题  目:Bregman ADMM for Robust Fused Lasso Estimation with Doubly Nonconvex Regularizers 

报告人:靳正芬 副教授

单  位:河南科技大学

时  间:2023年10月11日 10:30

地  点:河南大学龙子湖校区九章学堂C座301


摘要:The fused Lasso has been playing an important role in variable selection and dimensionality reduction for high dimensional linear regression, because it can effectively deal with the case where two adjacent variables exhibit strong correlation with each other and gain sparse solutions under the Gaussian noise. However, it has poor robustness for the case with non-Guassian noise with heavy-tailed distribution. Moreover, instead of a convex relaxation with the l1-norm, a proper nonconvex regularization can achieve a sparse estimation with fewer measurements, and is more robust against noisy cases. In this paper, we propose a robust fused Lasso with doubly nonconvex regularizers replacing the l1-norm terms and present a Bregman ADMM for solving it. By using the Kurdyka-Lojasiewicz property exhibited in the underlining problems, we give the convergence analysis of the proposed Bregman ADMM. Extensive Simulation and real numerical experiments are presented to demonstrate the  robustness of the proposed model and the high efficiency of the proposed algorithm.
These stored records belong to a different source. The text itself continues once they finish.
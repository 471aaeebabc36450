//! Legacy 8259 PIC: the CPU-level gate for external interrupts on the PC.
//!
//! Per-line masking belongs to the IRQ domain layer; this module only
//! remaps, acknowledges and gates.

use pic8259::ChainedPics;
use spin::Mutex;

/// Vector base for the remapped PICs (32..47).
pub const PIC_1_OFFSET: u8 = 32;
pub const PIC_2_OFFSET: u8 = PIC_1_OFFSET + 8;

// SAFETY: the offsets avoid the CPU exception range.
static PICS: Mutex<ChainedPics> =
    Mutex::new(unsafe { ChainedPics::new(PIC_1_OFFSET, PIC_2_OFFSET) });

/// Remap and unmask the cascade.
pub fn init() {
    // SAFETY: standard PIC initialization sequence on the PC platform.
    unsafe { PICS.lock().initialize() };
}

/// Signal end-of-interrupt for the given line (0..15).
pub fn eoi(line: u8) {
    // SAFETY: `line` is translated to the remapped vector below 48.
    unsafe { PICS.lock().notify_end_of_interrupt(PIC_1_OFFSET + line) };
}

/// Mask one line at the controller.
pub fn mask(line: u8) {
    let mut pics = PICS.lock();
    // SAFETY: reading and rewriting the PIC mask registers.
    unsafe {
        let mut masks = pics.read_masks();
        if line < 8 {
            masks[0] |= 1 << line;
        } else {
            masks[1] |= 1 << (line - 8);
        }
        pics.write_masks(masks[0], masks[1]);
    }
}

/// Unmask one line at the controller.
pub fn unmask(line: u8) {
    let mut pics = PICS.lock();
    // SAFETY: reading and rewriting the PIC mask registers.
    unsafe {
        let mut masks = pics.read_masks();
        if line < 8 {
            masks[0] &= !(1 << line);
        } else {
            masks[1] &= !(1 << (line - 8));
        }
        pics.write_masks(masks[0], masks[1]);
    }
}

/// Whether a line is masked.
pub fn is_masked(line: u8) -> bool {
    let mut pics = PICS.lock();
    // SAFETY: mask register read only.
    let masks = unsafe { pics.read_masks() };
    if line < 8 {
        masks[0] & (1 << line) != 0
    } else {
        masks[1] & (1 << (line - 8)) != 0
    }
}
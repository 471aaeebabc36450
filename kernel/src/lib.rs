//! CinderOS kernel library.
//!
//! Exports the core subsystems for the kernel binary and for the QEMU
//! integration tests. Host-target builds (unit tests, coverage) link the
//! system allocator so `alloc` collections work under the standard test
//! harness.

#![no_std]
#![cfg_attr(all(test, target_os = "none"), no_main)]
#![cfg_attr(target_os = "none", feature(custom_test_frameworks))]
#![cfg_attr(target_os = "none", feature(abi_x86_interrupt))]
#![cfg_attr(target_os = "none", feature(alloc_error_handler))]
#![cfg_attr(all(test, target_os = "none"), test_runner(crate::test_runner))]
#![cfg_attr(all(test, target_os = "none"), reexport_test_harness_main = "test_main")]

#[cfg(feature = "alloc")]
extern crate alloc;

// Bare metal: the global allocator is a linked-list heap over a static
// region, initialized early in bring-up. The kernel's own allocator
// (mm::kmalloc) is a separate subsystem with its own contract.
#[cfg(target_os = "none")]
use linked_list_allocator::LockedHeap;

#[cfg(target_os = "none")]
#[global_allocator]
static ALLOCATOR: LockedHeap = LockedHeap::empty();

#[cfg(target_os = "none")]
const BOOT_HEAP_SIZE: usize = 4 * 1024 * 1024;

#[cfg(target_os = "none")]
static mut BOOT_HEAP: [u8; BOOT_HEAP_SIZE] = [0; BOOT_HEAP_SIZE];

/// Feed the global allocator its static region. First thing in bring-up.
#[cfg(target_os = "none")]
pub fn init_global_allocator() {
    // SAFETY: called once, before anything allocates; the static region
    // is exclusively owned by the allocator from here on.
    unsafe {
        ALLOCATOR
            .lock()
            .init(core::ptr::addr_of_mut!(BOOT_HEAP) as *mut u8, BOOT_HEAP_SIZE);
    }
}

// Host target: use the system allocator so unit tests allocate normally.
#[cfg(not(target_os = "none"))]
extern crate std;
#[cfg(not(target_os = "none"))]
#[global_allocator]
static SYSTEM_ALLOCATOR: std::alloc::System = std::alloc::System;

#[macro_use]
pub mod print;

pub mod arch;
pub mod boot;
pub mod bootstrap;
pub mod config;
pub mod elf;
pub mod error;
pub mod fault;
pub mod fs;
pub mod irq;
pub mod klog;
pub mod mm;
pub mod process;
pub mod sched;
pub mod serial;
pub mod sync;
pub mod syscall;
pub mod test_framework;
pub mod time;

// Re-exports for the binary and the integration tests.
pub use error::{Errno, KernelError, KernelResult};
pub use test_framework::{exit_qemu, test_panic_handler, QemuExitCode, Testable};
#[cfg(all(test, target_os = "none"))]
pub use test_framework::test_runner;

#[cfg(all(test, target_os = "none"))]
#[no_mangle]
pub extern "C" fn _start() -> ! {
    test_main();
    loop {
        core::hint::spin_loop();
    }
}

#[cfg(all(test, target_os = "none"))]
#[panic_handler]
fn panic(info: &core::panic::PanicInfo) -> ! {
    test_framework::test_panic_handler(info)
}

/// Heap allocation failure in a no_std kernel is unrecoverable.
#[cfg(target_os = "none")]
#[alloc_error_handler]
fn alloc_error_handler(layout: core::alloc::Layout) -> ! {
    panic!("allocation error: {:?}", layout);
}
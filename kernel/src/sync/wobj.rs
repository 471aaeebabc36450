//! Wait objects: the handle a sleeping task holds to whatever it waits on.
//!
//! Primitives own their wait queues as `VecDeque<Tid>`; the task side holds
//! a tagged [`WaitObj`] naming the channel it blocks on. Queue entries are
//! *lazily unlinked*: a waker pops tids and revalidates them against the
//! task's current wobj, so a task that was woken by timeout (and left a
//! stale queue entry behind) is simply skipped.

use alloc::vec::Vec;
use core::sync::atomic::{AtomicU64, Ordering};

/// `waitpid(-1)`: wait on any child.
pub const ANY_CHILD: i32 = -1;

/// Identity of one waitable channel (a mutex, condvar, semaphore, ...).
#[derive(Debug, Clone, Copy, PartialEq, Eq, PartialOrd, Ord)]
pub struct ChannelId(u64);

static NEXT_CHANNEL: AtomicU64 = AtomicU64::new(1);

impl ChannelId {
    /// Allocate a fresh, never-reused channel identity.
    pub fn alloc() -> Self {
        Self(NEXT_CHANNEL.fetch_add(1, Ordering::Relaxed))
    }
}

/// What a sleeping task is blocked on.
#[derive(Debug, Clone, PartialEq, Eq, Default)]
pub enum WaitObj {
    #[default]
    None,
    KMutex(ChannelId),
    KCond(ChannelId),
    KSem(ChannelId),
    /// Blocked in `waitpid`-style matching; the payload is the pid
    /// argument (`> 0`, `0`, [`ANY_CHILD`], `< -1`).
    Task(i32),
    /// Pure timer sleep (`kernel_sleep`).
    Timer,
    /// Blocked until *any* of these channels fires (poll).
    MultiObj(Vec<ChannelId>),
}

impl WaitObj {
    pub fn is_none(&self) -> bool {
        matches!(self, WaitObj::None)
    }

    /// Whether a signal on `ch` is meant for this wobj.
    pub fn waits_on(&self, ch: ChannelId) -> bool {
        match self {
            WaitObj::KMutex(c) | WaitObj::KCond(c) | WaitObj::KSem(c) => *c == ch,
            WaitObj::MultiObj(list) => list.contains(&ch),
            _ => false,
        }
    }
}
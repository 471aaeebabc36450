//! `log` facade sink: forwards records to the serial console.

use log::{LevelFilter, Metadata, Record};

struct SerialLogger;

impl log::Log for SerialLogger {
    fn enabled(&self, _metadata: &Metadata) -> bool {
        true
    }

    fn log(&self, record: &Record) {
        if self.enabled(record.metadata()) {
            crate::kprintln!("[{:5}] {}: {}", record.level(), record.target(), record.args());
        }
    }

    fn flush(&self) {}
}

static LOGGER: SerialLogger = SerialLogger;

/// Install the serial logger. Safe to call more than once; only the first
/// call wins.
pub fn init() {
    let _ = log::set_logger(&LOGGER).map(|()| log::set_max_level(LevelFilter::Info));
}
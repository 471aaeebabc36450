//! Kernel-to-kernel context switch.
//!
//! Callee-saved registers plus RFLAGS are kept; caller-saved registers are
//! dead at every switch point because switches happen via an ordinary
//! function call. RFLAGS matters: a task suspended voluntarily (IF set)
//! may be resumed from the timer-interrupt edge (IF clear), and must get
//! its own interrupt state back.

use core::arch::naked_asm;

/// Saved register frame for a suspended kernel context.
#[derive(Debug, Default)]
#[repr(C)]
pub struct Context {
    pub rsp: u64,
    pub rbp: u64,
    pub rbx: u64,
    pub r12: u64,
    pub r13: u64,
    pub r14: u64,
    pub r15: u64,
    pub rip: u64,
    pub rflags: u64,
}

impl Context {
    /// Build the initial frame of a kernel thread so that the first switch
    /// into it enters the bootstrap shim, which balances the dispatcher's
    /// preemption hold and then runs `entry(arg)`.
    ///
    /// The trampoline expects `arg` in r12 and the entry pointer in r13.
    pub fn new_kthread(entry: extern "C" fn(usize) -> !, arg: usize, stack_top: u64) -> Self {
        Self {
            rsp: stack_top & !0xF,
            r12: arg as u64,
            r13: entry as usize as u64,
            rip: kthread_trampoline as usize as u64,
            rflags: 0x202, // IF set
            ..Self::default()
        }
    }
}

#[unsafe(naked)]
extern "C" fn kthread_trampoline() -> ! {
    naked_asm!(
        "mov rdi, r12",
        "mov rsi, r13",
        "call {bootstrap}",
        // the bootstrap is divergent; trap hard if it ever returns
        "ud2",
        bootstrap = sym crate::sched::kthread_bootstrap,
    );
}

/// Swap kernel contexts: save the current state into `old` and resume
/// `new`.
///
/// # Safety
///
/// `old` must be writable [`Context`] storage; `new` must hold a frame
/// built by [`Context::new_kthread`] or a previous save.
#[unsafe(naked)]
pub unsafe extern "C" fn context_switch(old: *mut Context, new: *const Context) {
    naked_asm!(
        // save into *rdi
        "mov [rdi + 0x00], rsp",
        "mov [rdi + 0x08], rbp",
        "mov [rdi + 0x10], rbx",
        "mov [rdi + 0x18], r12",
        "mov [rdi + 0x20], r13",
        "mov [rdi + 0x28], r14",
        "mov [rdi + 0x30], r15",
        "lea rax, [rip + 2f]",
        "mov [rdi + 0x38], rax",
        "pushfq",
        "pop rax",
        "mov [rdi + 0x40], rax",
        // load from *rsi
        "mov rsp, [rsi + 0x00]",
        "mov rbp, [rsi + 0x08]",
        "mov rbx, [rsi + 0x10]",
        "mov r12, [rsi + 0x18]",
        "mov r13, [rsi + 0x20]",
        "mov r14, [rsi + 0x28]",
        "mov r15, [rsi + 0x30]",
        "push qword ptr [rsi + 0x40]",
        "popfq",
        "jmp [rsi + 0x38]",
        "2:",
        "ret",
    );
}
//! Probe-and-copy access to user memory.
//!
//! Every transfer runs under a fault-resumable frame and walks the calling
//! process's directory explicitly; an unmapped page surfaces as the
//! user-pointer error, never as a kernel fault. Writes resolve COW first,
//! exactly as a user-mode store would.

use alloc::string::String;
use alloc::sync::Arc;
use alloc::vec;

use crate::config::{PAGE_SIZE, USER_VMEM_END};
use crate::error::{KernelError, KernelResult};
use crate::fault::{fault_resumable_call, FAULT_PAGE};
use crate::mm::paging::{self, PteFlags};
use crate::mm::VirtAddr;
use crate::process::Process;

fn current_proc() -> KernelResult<Arc<Process>> {
    crate::process::current_process().ok_or(KernelError::NotInitialized {
        subsystem: "current process",
    })
}

fn check_user_range(va: u64, len: usize) -> KernelResult<()> {
    let end = va.checked_add(len as u64).ok_or(KernelError::BadUserPointer { vaddr: va })?;
    if end > USER_VMEM_END {
        return Err(KernelError::BadUserPointer { vaddr: va });
    }
    Ok(())
}

/// Copy `dst.len()` bytes from user space.
pub fn copy_from_user(dst: &mut [u8], user_va: u64) -> KernelResult<()> {
    check_user_range(user_va, dst.len())?;
    let proc = current_proc()?;

    let faults = fault_resumable_call(1 << FAULT_PAGE, || {
        let mu = proc.mu.lock();
        paging::virtual_read(&mu.pdir, VirtAddr::new(user_va), dst).map_err(|_| FAULT_PAGE)
    });

    if faults == 0 {
        Ok(())
    } else {
        Err(KernelError::BadUserPointer { vaddr: user_va })
    }
}

/// Copy `src` into user space, resolving COW along the way.
pub fn copy_to_user(user_va: u64, src: &[u8]) -> KernelResult<()> {
    check_user_range(user_va, src.len())?;
    let proc = current_proc()?;

    let faults = fault_resumable_call(1 << FAULT_PAGE, || {
        let mut mu = proc.mu.lock();

        // Make every touched page privately writable first, the way the
        // MMU would on a user store.
        let first = user_va & !(PAGE_SIZE as u64 - 1);
        let last = (user_va + src.len() as u64 - 1) & !(PAGE_SIZE as u64 - 1);
        let mut page = first;
        while page <= last {
            match paging::translate(&mu.pdir, VirtAddr::new(page)) {
                Some((_, flags)) if flags.contains(PteFlags::RW) => {}
                Some(_) => {
                    if !paging::handle_potential_cow(&mut mu.pdir, VirtAddr::new(page)) {
                        return Err(FAULT_PAGE);
                    }
                }
                None => return Err(FAULT_PAGE),
            }
            page += PAGE_SIZE as u64;
        }

        paging::virtual_write(&mu.pdir, VirtAddr::new(user_va), src).map_err(|_| FAULT_PAGE)
    });

    if faults == 0 {
        Ok(())
    } else {
        Err(KernelError::BadUserPointer { vaddr: user_va })
    }
}

/// Copy a NUL-terminated string from user space, up to `max` bytes.
pub fn copy_str_from_user(user_va: u64, max: usize) -> KernelResult<String> {
    let mut out: alloc::vec::Vec<u8> = alloc::vec::Vec::new();
    let mut va = user_va;

    loop {
        // Read chunk-wise up to the next page boundary.
        let page_rest = PAGE_SIZE - (va as usize & (PAGE_SIZE - 1));
        let chunk = page_rest.min(max + 1 - out.len());
        let mut buf = vec![0u8; chunk];
        copy_from_user(&mut buf, va)?;

        if let Some(nul) = buf.iter().position(|&b| b == 0) {
            out.extend_from_slice(&buf[..nul]);
            return String::from_utf8(out).map_err(|_| KernelError::InvalidArgument { name: "str" });
        }

        out.extend_from_slice(&buf);
        if out.len() > max {
            return Err(KernelError::InvalidArgument { name: "path too long" });
        }
        va += chunk as u64;
    }
}

/// Copy a `u64` value to a user pointer.
pub fn put_user_u64(user_va: u64, val: u64) -> KernelResult<()> {
    copy_to_user(user_va, &val.to_le_bytes())
}

/// Copy a `i32` value to a user pointer.
pub fn put_user_i32(user_va: u64, val: i32) -> KernelResult<()> {
    copy_to_user(user_va, &val.to_le_bytes())
}

/// Read a `u64` from a user pointer.
pub fn get_user_u64(user_va: u64) -> KernelResult<u64> {
    let mut b = [0u8; 8];
    copy_from_user(&mut b, user_va)?;
    Ok(u64::from_le_bytes(b))
}

#[cfg(test)]
mod tests {
    use super::*;
    use crate::mm::frame::FRAME_ALLOCATOR;
    use crate::process::test_support::{scrap_process, spawn_process};
    use crate::process::get_process;
    use crate::sched::test_support::set_current;
    use crate::sched::{self, TaskState};

    fn with_mapped_proc<R>(f: impl FnOnce(u64) -> R) -> R {
        let pid = spawn_process(0, TaskState::Runnable);
        let va = 0x60_0000u64;
        {
            let p = get_process(pid).unwrap();
            let mut mu = p.mu.lock();
            let pa = FRAME_ALLOCATOR.lock().alloc_page().unwrap();
            crate::mm::physmem::zero_frame(pa.frame());
            paging::map_page(&mut mu.pdir, VirtAddr::new(va), pa, PteFlags::RW | PteFlags::USER)
                .unwrap();
        }
        let prev = sched::current_tid();
        set_current(pid);
        let r = f(va);
        set_current(prev);
        {
            let p = get_process(pid).unwrap();
            let mut mu = p.mu.lock();
            paging::pdir_destroy(&mut mu.pdir);
        }
        scrap_process(pid);
        r
    }

    #[test]
    fn test_copy_roundtrip() {
        with_mapped_proc(|va| {
            copy_to_user(va + 10, b"payload").unwrap();
            let mut buf = [0u8; 7];
            copy_from_user(&mut buf, va + 10).unwrap();
            assert_eq!(&buf, b"payload");
        });
    }

    #[test]
    fn test_unmapped_pointer_faults_cleanly() {
        with_mapped_proc(|_va| {
            let before = sched::disable_preemption_count();

            let mut buf = [0u8; 4];
            let e = copy_from_user(&mut buf, 0x7000_0000).unwrap_err();
            assert!(matches!(e, KernelError::BadUserPointer { .. }));
            assert_eq!(e.errno(), crate::error::Errno::Fault);

            // The catch frame restored the preemption depth.
            assert_eq!(sched::disable_preemption_count(), before);
        });
    }

    #[test]
    fn test_copy_to_user_resolves_cow() {
        let pid = spawn_process(0, TaskState::Runnable);
        let va = 0x61_0000u64;
        {
            let p = get_process(pid).unwrap();
            let mut mu = p.mu.lock();
            paging::map_zero_page(&mut mu.pdir, VirtAddr::new(va)).unwrap();
        }

        let prev = sched::current_tid();
        set_current(pid);
        copy_to_user(va, b"Z").unwrap();
        let mut b = [0u8; 1];
        copy_from_user(&mut b, va).unwrap();
        assert_eq!(&b, b"Z");
        set_current(prev);

        // The shared zero page itself must still be all zeroes.
        {
            let p = get_process(pid).unwrap();
            let mut mu = p.mu.lock();
            let other = 0x62_0000u64;
            paging::map_zero_page(&mut mu.pdir, VirtAddr::new(other)).unwrap();
            let mut z = [9u8; 4];
            paging::virtual_read(&mu.pdir, VirtAddr::new(other), &mut z).unwrap();
            assert_eq!(z, [0u8; 4]);
            paging::pdir_destroy(&mut mu.pdir);
        }
        scrap_process(pid);
    }

    #[test]
    fn test_copy_str_from_user() {
        with_mapped_proc(|va| {
            copy_to_user(va, b"hello\0world").unwrap();
            let s = copy_str_from_user(va, 64).unwrap();
            assert_eq!(s, "hello");

            // Unterminated within the limit: error.
            copy_to_user(va + 100, &[b'x'; 32]).unwrap();
            assert!(copy_str_from_user(va + 100, 8).is_err());
        });
    }

    #[test]
    fn test_kernel_range_rejected() {
        with_mapped_proc(|_| {
            let mut b = [0u8; 8];
            let e = copy_from_user(&mut b, crate::config::KERNEL_BASE_VA).unwrap_err();
            assert!(matches!(e, KernelError::BadUserPointer { .. }));
        });
    }
}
报告人简介:靳正芬,河南科技大学,副教授。2021年5月至今,在北京航空航天大学数学科学学院从事博士后研究工作。研究方向是最优化理论、方法及其应用、大规模稀疏与低秩优化、统计优化。主持1项国家自然科学基金青年项目和1项河南省自然科学基金青年项目,参与5项国家自然科学基金项目。在Numerical Linear Algebra with Applications, Journal of Scientific Computing和Applied Mathematical Modelling等国外著名期刊上发表论文10余篇。现为中国运筹学会数学规划分会青年理事,中国运筹学会宣传工作委员会委员,河南省运筹学会组织工作委员会委员。